0

I am new to Spark, and I keep running into various "module java.base does not export XXX". I keep adding more --add-open options to the JVM. There are a lot of SO posts about these issues.

this post has a pretty long list.

I am now at these options:

--add-opens=java.base/java.nio=ALL-UNNAMED
--add-opens java.base/java.lang=ALL-UNNAMED
--add-opens=java.base/java.lang.invoke=ALL-UNNAMED 
--add-opens=java.base/java.lang.reflect=ALL-UNNAMED 
--add-opens=java.base/java.io=ALL-UNNAMED 
--add-opens=java.base/java.net=ALL-UNNAMED 
--add-opens=java.base/java.nio=ALL-UNNAMED 
--add-opens java.base/java.util=ALL-UNNAMED
--add-opens=java.base/java.util.concurrent=ALL-UNNAMED 
--add-opens=java.base/java.util.concurrent.atomic=ALL-UNNAMED 
--add-opens=java.base/sun.nio.ch=ALL-UNNAMED 
--add-opens=java.base/sun.nio.cs=ALL-UNNAMED 
--add-opens=java.base/sun.security.action=ALL-UNNAMED 
--add-opens=java.base/sun.util.calendar=ALL-UNNAMED 
--add-opens=java.security.jgss/sun.security.krb5=ALL-UNNAMED

and I don't seem to have any issues. But this is disturbing. These options are not documented AFAIK. You just have to keep figuring out options until you stop getting errors.

So my question is: Which JDK is recommended for Spark? Release notes for 3.4.0 rather sound like Java 8 is on the way to being deprecated. And I would like to use Java 17 because of new language features, and the expectation that my project dependencies will no longer be available in Java 8 some day.

Perhaps a better way to think of this is: Where on Spark's roadmap, if at all, will there no longer be a requirement to add all of these undocumented options? Is there a timeline for JDK 8 support end-of-life?

PS: This is a real pain for Intellij IDEA IDE because these options have to be pasted into every Run Configuration.
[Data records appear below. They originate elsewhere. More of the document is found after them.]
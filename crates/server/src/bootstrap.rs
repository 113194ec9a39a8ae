use std::sync::Arc;

use procura_agent::graph::GraphLayout;
use procura_agent::instructions::{gateway_from_config, GatewayError};
use procura_agent::tools::standard_registry;
use procura_agent::{AgentGraphBuilder, Dispatcher, InstructionStore, ResponsesRuntime};
use procura_core::config::{AppConfig, ConfigError, LoadOptions};
use procura_core::{AgentRole, AuditEvent, AuditSink};
use thiserror::Error;
use tracing::{info, warn};

use crate::session::{Credentials, SessionStore};
use crate::state::AppState;

pub struct Application {
    pub config: AppConfig,
    pub state: AppState,
}

#[derive(Debug, Error)]
pub enum BootstrapError {
    #[error(transparent)]
    Config(#[from] ConfigError),
    #[error("http client construction failed: {0}")]
    HttpClient(#[source] reqwest::Error),
    #[error(transparent)]
    Gateway(#[from] GatewayError),
    #[error("llm.api_key is required to start the agent runtime")]
    MissingApiKey,
}

/// Writes audit events to the structured log.
#[derive(Clone, Copy, Debug, Default)]
pub struct LogAuditSink;

impl AuditSink for LogAuditSink {
    fn emit(&self, event: AuditEvent) {
        info!(
            event_name = "audit.event",
            correlation_id = %event.correlation_id,
            audit_type = %event.event_type,
            category = ?event.category,
            outcome = ?event.outcome,
            agent = event.agent.map(|role| role.as_str()),
            tool = event.tool.as_deref(),
            metadata = ?event.metadata,
        );
    }
}

pub async fn bootstrap(options: LoadOptions) -> Result<Application, BootstrapError> {
    let config = AppConfig::load(options)?;
    bootstrap_with_config(config).await
}

pub async fn bootstrap_with_config(config: AppConfig) -> Result<Application, BootstrapError> {
    info!(
        event_name = "system.bootstrap.start",
        correlation_id = "bootstrap",
        "starting application bootstrap"
    );

    let client = reqwest::Client::builder()
        .user_agent(concat!("procura/", env!("CARGO_PKG_VERSION")))
        .build()
        .map_err(BootstrapError::HttpClient)?;
    let audit: Arc<dyn AuditSink> = Arc::new(LogAuditSink);

    let store = Arc::new(InstructionStore::default());
    let gateway: Arc<dyn procura_agent::ConfigGateway> =
        Arc::from(gateway_from_config(&config, client.clone())?);
    match store.hydrate(gateway.as_ref(), &AgentRole::ALL).await {
        Ok(loaded) => info!(
            event_name = "system.bootstrap.instructions_loaded",
            correlation_id = "bootstrap",
            gateway = gateway.name(),
            loaded = loaded.len(),
            "agent instructions loaded"
        ),
        Err(error) => warn!(
            event_name = "system.bootstrap.instructions_unavailable",
            correlation_id = "bootstrap",
            gateway = gateway.name(),
            error = %error,
            "continuing with compiled-in defaults"
        ),
    }

    let registry = Arc::new(standard_registry(&config, client.clone(), Arc::clone(&audit)));
    let graph = Arc::new(AgentGraphBuilder::new(
        Arc::clone(&store),
        Arc::clone(&registry),
        GraphLayout::from_config(&config),
    ));
    let runtime = ResponsesRuntime::from_config(&config.llm, client, registry)
        .ok_or(BootstrapError::MissingApiKey)?;

    let readiness = graph.readiness();
    if !readiness.is_ready() {
        warn!(
            event_name = "system.bootstrap.graph_incomplete",
            correlation_id = "bootstrap",
            missing = %readiness.missing().join(", "),
            "chat requests will be rejected until instructions are configured"
        );
    }

    let state = AppState {
        dispatcher: Arc::new(Dispatcher::new(graph, Arc::new(runtime), audit)),
        gateway,
        sessions: Arc::new(SessionStore::default()),
        credentials: Arc::new(Credentials::from_config(&config.auth)),
    };

    Ok(Application { config, state })
}
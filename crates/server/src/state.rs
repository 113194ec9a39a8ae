use std::sync::Arc;

use axum::{http::StatusCode, Json, Router};
use procura_agent::{ConfigGateway, Dispatcher};
use serde::Serialize;

use crate::session::{Credentials, SessionStore};
use crate::{admin, chat, health, session};

#[derive(Clone)]
pub struct AppState {
    pub dispatcher: Arc<Dispatcher>,
    pub gateway: Arc<dyn ConfigGateway>,
    pub sessions: Arc<SessionStore>,
    pub credentials: Arc<Credentials>,
}

#[derive(Clone, Debug, PartialEq, Eq, Serialize)]
pub struct ErrorBody {
    pub error: String,
    #[serde(skip_serializing_if = "Option::is_none")]
    pub correlation_id: Option<String>,
}

pub type ApiError = (StatusCode, Json<ErrorBody>);

pub fn api_error(status: StatusCode, message: impl Into<String>) -> ApiError {
    (status, Json(ErrorBody { error: message.into(), correlation_id: None }))
}

pub fn router(state: AppState) -> Router {
    Router::new()
        .merge(session::routes())
        .merge(chat::routes())
        .merge(admin::routes())
        .merge(health::routes())
        .with_state(state)
}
Kind of a side question, but can these options be put into a global place in IDEA so that all Run Configurations pick it up?

PPS: I am not using Hadoop, does that make simpler options available by somehow excluding that support from Spark?

UPDATE: a colleague told me to put these in a file and use @filepath in the JVM options, makes things somewhat easier.

OneCricketeer
  • 179,855
  • 19
  • 132
  • 245
Wheezil
  • 3,157
  • 1
  • 23
  • 36

1 Answers1

1

Spark 3.4.0 runs on Java 8/11/17, Scala 2.12/2.13, Python 3.7+, and R 3.5+.

Java 8 prior to version 8u362 support is deprecated as of Spark 3.4.0.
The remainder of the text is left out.